The show he'd moved to LA to work on was cancelled before the third episode aired. He considered just going home, but broadcast television was a dying medium anyway. His willingness to work for almost nothing on almost anything meant he never lacked for employment. He'd never intended to become second unit director for America's Next Kitchen Sensation but he was, at least, in show business and not running his father's restaurant.
A little side thing that he'd knocked together with some friends took off online and they parleyed that buzz into bigger budgets. Then one friend he hadn't heard from in years, and whom he'd kind of thought was dead, showed up at his door one morning offering him a bucket of cash. Suddenly they were picking up right where they'd left off, putting together a movie a year. Each made just about enough to fund another one.
Twenty years after he went west he started work on a dream project, a series based on their college years. It lost a staggering amount of money, but you can put just about anything online these days.
Strangers often assumed she was his second, trophy wife. He delighted in her explanation that no, in fact he was her trophy husband.
Getting a teaching job in the DC area turned out to be harder than he'd expected. He limped along as an adjunct for a few semesters; when it was happening at a real school teaching wasn't soul-crushingly terrible after all. But when she got pregnant they had several conversations and made several pro-con lists and landed on the decision they'd both known they would. Child care was hugely expensive and neither of them wanted their kids to be raised by anyone else.

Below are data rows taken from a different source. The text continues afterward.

// Operator form - raw field values and their validation into a Job

use std::path::PathBuf;
use std::str::FromStr;
use std::time::Duration;

use super::hosts::parse_hosts;
use super::kind::{operation_spec, DiffMode, OperationKind, TransferDirection};
use super::{Credentials, Job, NetworkParams, SinkMode};
use crate::output::errors::PanelError;

/// Choice between one output file and one file per host.
///
/// Persisted by key (`s`/`m`), shown by label.
#[derive(Debug, Clone, Copy, PartialEq, Eq, Default)]
pub enum WriteStyle {
    #[default]
    Single,
    Multiple,
}

impl WriteStyle {
    pub fn key(&self) -> &'static str {
        match self {
            WriteStyle::Single => "s",
            WriteStyle::Multiple => "m",
        }
    }

    pub fn from_key(key: &str) -> Option<Self> {
        match key.trim() {
            "s" => Some(WriteStyle::Single),
            "m" => Some(WriteStyle::Multiple),
            _ => None,
        }
    }
}

impl FromStr for WriteStyle {
    type Err = String;

    fn from_str(s: &str) -> Result<Self, Self::Err> {
        WriteStyle::from_key(s)
            .or_else(|| match s.trim().to_lowercase().as_str() {
                "single" | "single file" => Some(WriteStyle::Single),
                "multiple" | "multiple files" | "per-host" => Some(WriteStyle::Multiple),
                _ => None,
            })
            .ok_or_else(|| format!("unknown write style '{}'", s))
    }
}

/// Individual commit options
#[derive(Debug, Clone, Copy, PartialEq, Eq)]
pub enum CommitFlag {
    Check,
    Confirmed,
    Blank,
    At,
    Comment,
    Synchronize,
}

/// Commit options with their mutual-exclusion rules
#[derive(Debug, Clone, Copy, PartialEq, Eq, Default)]
pub struct CommitFlags {
    pub check: bool,
    pub confirmed: bool,
    pub blank: bool,
    pub at: bool,
    pub comment: bool,
    pub synchronize: bool,
}

impl CommitFlags {
    /// Turn one option on or off; turning one on clears the options it excludes
    pub fn set(&mut self, flag: CommitFlag, on: bool) {
        *self.slot(flag) = on;
        if !on {
            return;
        }

        match flag {
            CommitFlag::Blank => {
                self.confirmed = false;
                self.check = false;
            }
            CommitFlag::Check => {
                self.confirmed = false;
                self.blank = false;
                self.at = false;
                self.synchronize = false;
                self.comment = false;
            }
            CommitFlag::Confirmed => {
                self.check = false;
                self.blank = false;
                self.at = false;
            }
            CommitFlag::At => {
                self.confirmed = false;
                self.blank = false;
                self.check = false;
            }
            CommitFlag::Comment | CommitFlag::Synchronize => {
                self.check = false;
            }
        }
    }

    pub fn get(&self, flag: CommitFlag) -> bool {
        match flag {
            CommitFlag::Check => self.check,
            CommitFlag::Confirmed => self.confirmed,
            CommitFlag::Blank => self.blank,
            CommitFlag::At => self.at,
            CommitFlag::Comment => self.comment,
            CommitFlag::Synchronize => self.synchronize,
        }
    }

    fn slot(&mut self, flag: CommitFlag) -> &mut bool {
        match flag {
            CommitFlag::Check => &mut self.check,
            CommitFlag::Confirmed => &mut self.confirmed,
            CommitFlag::Blank => &mut self.blank,
            CommitFlag::At => &mut self.at,
            CommitFlag::Comment => &mut self.comment,
            CommitFlag::Synchronize => &mut self.synchronize,
        }
    }
}

/// Every configurable parameter, as the operator entered it.
///
/// Numeric fields stay text until [`JobForm::validate`] so that a bad value is
/// reported instead of silently replaced.
#[derive(Debug, Clone, PartialEq, Eq)]
pub struct JobForm {
    /// Host list or path to a host list file
    pub hosts: String,
    pub username: String,
    pub secret: String,
    pub port: String,
    pub connect_timeout: String,
    pub session_timeout: String,

    pub write_to_file: bool,
    pub write_location: String,
    pub write_style: WriteStyle,

    pub operation: OperationKind,
    pub first_argument: String,
    pub transfer_destination: String,
    pub transfer_direction: TransferDirection,

    pub commit: CommitFlags,
    pub commit_confirmed_minutes: String,
    pub commit_at_time: String,
    pub commit_comment: String,

    pub xml_format: bool,
    pub diff_mode: DiffMode,
}

impl Default for JobForm {
    fn default() -> Self {
        JobForm {
            hosts: String::new(),
            username: String::new(),
            secret: String::new(),
            port: "22".to_string(),
            connect_timeout: "5".to_string(),
            session_timeout: "300".to_string(),
            write_to_file: false,
            write_location: String::new(),
            write_style: WriteStyle::Single,
            operation: OperationKind::DiffConfig,
            first_argument: String::new(),
            transfer_destination: String::new(),
            transfer_direction: TransferDirection::Push,
            commit: CommitFlags::default(),
            commit_confirmed_minutes: String::new(),
            commit_at_time: String::new(),
            commit_comment: String::new(),
            xml_format: false,
            diff_mode: DiffMode::Set,
        }
    }
}

impl JobForm {
    pub fn new() -> Self {
        Self::default()
    }

    /// Reset every field to its default
    pub fn clear(&mut self) {
        *self = Self::default();
    }

    /// Switch operation; commit options only survive while commit-set is selected
    pub fn select_operation(&mut self, kind: OperationKind) {
        if kind != OperationKind::CommitSet {
            self.commit = CommitFlags::default();
        }
        self.operation = kind;
    }

    /// Validate the form and freeze it into a Job
    pub fn validate(&self) -> Result<Job, PanelError> {
        let spec = operation_spec(self.operation);

        if self.hosts.trim().is_empty() {
            return Err(PanelError::validation(
                "IP",
                "Please enter an IP address or IP address list file.",
            ));
        }
        let hosts = parse_hosts(&self.hosts)?;
        if hosts.is_empty() {
            return Err(PanelError::validation(
                "IP",
                "The host list does not contain any hosts.",
            ));
        }

        let username = self.username.trim();
        let secret = self.secret.trim();
        if username.is_empty() || secret.is_empty() {
            return Err(PanelError::validation(
                "Username",
                "Please enter both a username and password.",
            ));
        }

        if self.write_to_file && self.write_location.trim().is_empty() {
            return Err(PanelError::validation(
                "WriteToFileLoc",
                "When writing to a file, a filename must be specified.",
            ));
        }

        if spec.needs_input && self.first_argument.trim().is_empty() && !self.commit.blank {
            return Err(PanelError::validation(
                "FirstArgument",
                format!(
                    "'{}' requires extra input, for example a command string or a file path.",
                    spec.label
                ),
            ));
        }

        let network = NetworkParams {
            port: parse_number("Port", "port", &self.port, 1, u16::MAX as u64)? as u16,
            connect_timeout: Duration::from_secs(parse_number(
                "ConnTimeout",
                "connection timeout",
                &self.connect_timeout,
                1,
                3600,
            )?),
            session_timeout: Duration::from_secs(parse_number(
                "Timeout",
                "session timeout",
                &self.session_timeout,
                1,
                86_400,
            )?),
        };

        let args = (spec.build)(self, &hosts)?;

        let sink = if !self.write_to_file {
            SinkMode::None
        } else {
            let path = PathBuf::from(self.write_location.trim());
            match self.write_style {
                WriteStyle::Single => SinkMode::SingleFile(path),
                WriteStyle::Multiple => SinkMode::PerHostFile(path),
            }
        };

        Ok(Job {
            kind: self.operation,
            hosts,
            credentials: Credentials::new(username, secret),
            network,
            args,
            sink,
        })
    }
}

fn parse_number(
    field: &'static str,
    name: &str,
    value: &str,
    min: u64,
    max: u64,
) -> Result<u64, PanelError> {
    value
        .trim()
        .parse::<u64>()
        .ok()
        .filter(|n| (min..=max).contains(n))
        .ok_or_else(|| {
            PanelError::validation(
                field,
                format!("The {} must be an integer between {} and {}.", name, min, max),
            )
        })
}
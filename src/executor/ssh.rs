// SSH backend - runs device CLI commands over an exec channel

use std::io::Read;
use std::net::{TcpStream, ToSocketAddrs};
use std::sync::Arc;
use std::time::Duration;

use ssh2::Session;
use tracing::debug;

use super::{DispatchTable, Operation, OperationCall, OperationError};
use crate::job::{OperationArgs, OperationKind, ReplyFormat};

const DEVICE_INFO: &[&str] = &["show version", "show chassis hardware"];

const HEALTH_CHECK: &[&str] = &[
    "show chassis routing-engine",
    "show system processes extensive | no-more",
    "show chassis environment",
    "show chassis alarms",
    "show system alarms",
];

const INTERFACE_ERRORS: &[&str] =
    &[r#"show interfaces extensive | match "Physical interface|errors""#];

/// Password-authenticated SSH for the read-only operations
#[derive(Debug, Default)]
pub struct SshOperation;

impl SshOperation {
    /// Operation kinds this backend can run
    pub const KINDS: [OperationKind; 5] = [
        OperationKind::RunCommands,
        OperationKind::ShellCommand,
        OperationKind::DeviceInfo,
        OperationKind::HealthCheck,
        OperationKind::InterfaceErrors,
    ];

    pub fn new() -> Self {
        SshOperation
    }

    /// A table routing the supported kinds to one shared backend
    pub fn dispatch_table() -> DispatchTable {
        let op: Arc<dyn Operation> = Arc::new(SshOperation::new());
        let mut table = DispatchTable::new();
        for kind in Self::KINDS {
            table.register(kind, op.clone());
        }
        table
    }

    fn connect(&self, call: &OperationCall<'_>) -> Result<Session, OperationError> {
        let addrs = (call.host, call.port)
            .to_socket_addrs()
            .map_err(|e| OperationError::new(format!("Invalid address: {}", e)))?;

        let mut last_err = None;
        let mut tcp = None;
        for addr in addrs {
            match TcpStream::connect_timeout(&addr, call.connect_timeout) {
                Ok(stream) => {
                    tcp = Some(stream);
                    break;
                }
                Err(e) => last_err = Some(e),
            }
        }
        let tcp = match (tcp, last_err) {
            (Some(tcp), _) => tcp,
            (None, Some(e)) => {
                return Err(OperationError::new(format!(
                    "Connection failed: {}{}",
                    e,
                    connection_hint(&e)
                )))
            }
            (None, None) => {
                return Err(OperationError::new(format!(
                    "No address found for {}",
                    call.host
                )))
            }
        };

        let mut session = Session::new()
            .map_err(|e| OperationError::new(format!("Failed to create SSH session: {}", e)))?;

        session.set_tcp_stream(tcp);
        session.set_timeout(millis(call.connect_timeout));
        session
            .handshake()
            .map_err(|e| OperationError::new(format!("SSH handshake failed: {}", e)))?;

        session
            .userauth_password(call.username, call.secret)
            .map_err(|e| OperationError::new(format!("Authentication failed: {}", e)))?;

        session.set_timeout(millis(call.session_timeout));
        Ok(session)
    }

    fn exec(&self, session: &Session, command: &str) -> Result<String, OperationError> {
        let mut channel = session
            .channel_session()
            .map_err(|e| OperationError::new(format!("Failed to open channel: {}", e)))?;

        channel.exec(command).map_err(|e| {
            let timeout = e.to_string().contains("timeout");
            OperationError::new(format!(
                "Failed to execute command{}: {}",
                if timeout { " (timeout)" } else { "" },
                e
            ))
        })?;

        let mut stdout = String::new();
        let mut stderr = String::new();
        channel
            .read_to_string(&mut stdout)
            .map_err(|e| OperationError::new(format!("Failed to read output: {}", e)))?;
        channel.stderr().read_to_string(&mut stderr).ok();

        channel.wait_close().ok();
        let exit_code = channel.exit_status().unwrap_or(-1);
        debug!(command, exit_code, "command finished");

        if exit_code != 0 && stdout.trim().is_empty() {
            let detail = if stderr.trim().is_empty() {
                format!("exit status {}", exit_code)
            } else {
                stderr.trim().to_string()
            };
            return Err(OperationError::new(format!("'{}' failed: {}", command, detail)));
        }
        Ok(stdout)
    }
}

impl Operation for SshOperation {
    fn invoke(&self, call: &OperationCall<'_>) -> Result<String, OperationError> {
        let commands = commands_for(call)?;
        let session = self.connect(call)?;
        debug!(host = call.host, commands = commands.len(), "ssh session ready");

        let labelled = commands.len() > 1;
        let mut out = String::new();
        for command in &commands {
            if labelled {
                out.push_str(&format!("> {}\n", command));
            }
            let text = self.exec(&session, command)?;
            out.push_str(&text);
            if !text.ends_with('\n') {
                out.push('\n');
            }
        }

        session.disconnect(None, "netpanel done", None).ok();
        Ok(out)
    }
}

/// The device commands one call expands to
fn commands_for(call: &OperationCall<'_>) -> Result<Vec<String>, OperationError> {
    let fixed = |list: &[&str]| -> Vec<String> { list.iter().map(|c| c.to_string()).collect() };

    match (call.kind, call.args) {
        (OperationKind::DeviceInfo, _) => Ok(fixed(DEVICE_INFO)),
        (OperationKind::HealthCheck, _) => Ok(fixed(HEALTH_CHECK)),
        (OperationKind::InterfaceErrors, _) => Ok(fixed(INTERFACE_ERRORS)),
        (_, OperationArgs::RunCommands { commands, format, .. }) => {
            let suffix = match format {
                ReplyFormat::Xml => " | display xml",
                ReplyFormat::Text => "",
            };
            Ok(split_commands(commands)
                .map(|c| format!("{}{}", c, suffix))
                .collect())
        }
        (_, OperationArgs::ShellCommand { command }) => Ok(split_commands(command)
            .map(|c| format!("start shell command \"{}\"", c.replace('"', "\\\"")))
            .collect()),
        (kind, _) => Err(OperationError::new(format!(
            "'{}' is not available over SSH; use the process backend",
            kind.label()
        ))),
    }
}

/// Split comma or newline separated commands, dropping blanks
fn split_commands(text: &str) -> impl Iterator<Item = &str> {
    text.split([',', '\n'])
        .map(str::trim)
        .filter(|c| !c.is_empty())
}

fn millis(d: Duration) -> u32 {
    u32::try_from(d.as_millis()).unwrap_or(u32::MAX)
}

fn connection_hint(e: &std::io::Error) -> &'static str {
    match e.kind() {
        std::io::ErrorKind::ConnectionRefused => {
            " (ensure SSH service is running on the target host)"
        }
        std::io::ErrorKind::TimedOut => " (check network connectivity and firewall rules)",
        _ => "",
    }
}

Still, he didn't stop worrying that he'd ruined her life until the year she was named head of the Chicago office. That was the same year their oldest started college (at a private four-year liberal arts school, none of this community college crap). When their other daughter moved out, a couple of years later, he took his wife to Paris and spent the entire time staring at her like she was the sun.
He was sixty-two and she was forty-six on that trip. As time went on the age gap became less of a thing, and then suddenly it was a major thing and he was in the hospital and she was telling him she wasn't going to lose him until she was ready to go, and he started really focusing on taking care of himself.
They go a little nuts when the girls visit at the holidays. He tells his grandchildren (and who would have thought he'd have grandchildren?) the same stories he told the girls, about paintball and debate and Model UN and how, late one night in Virginia, they'd both confessed to being the Ass-Crack Bandit. And just like his daughters, his grandchildren roll their eyes and don't listen and complain that none of that stuff could possibly have happened.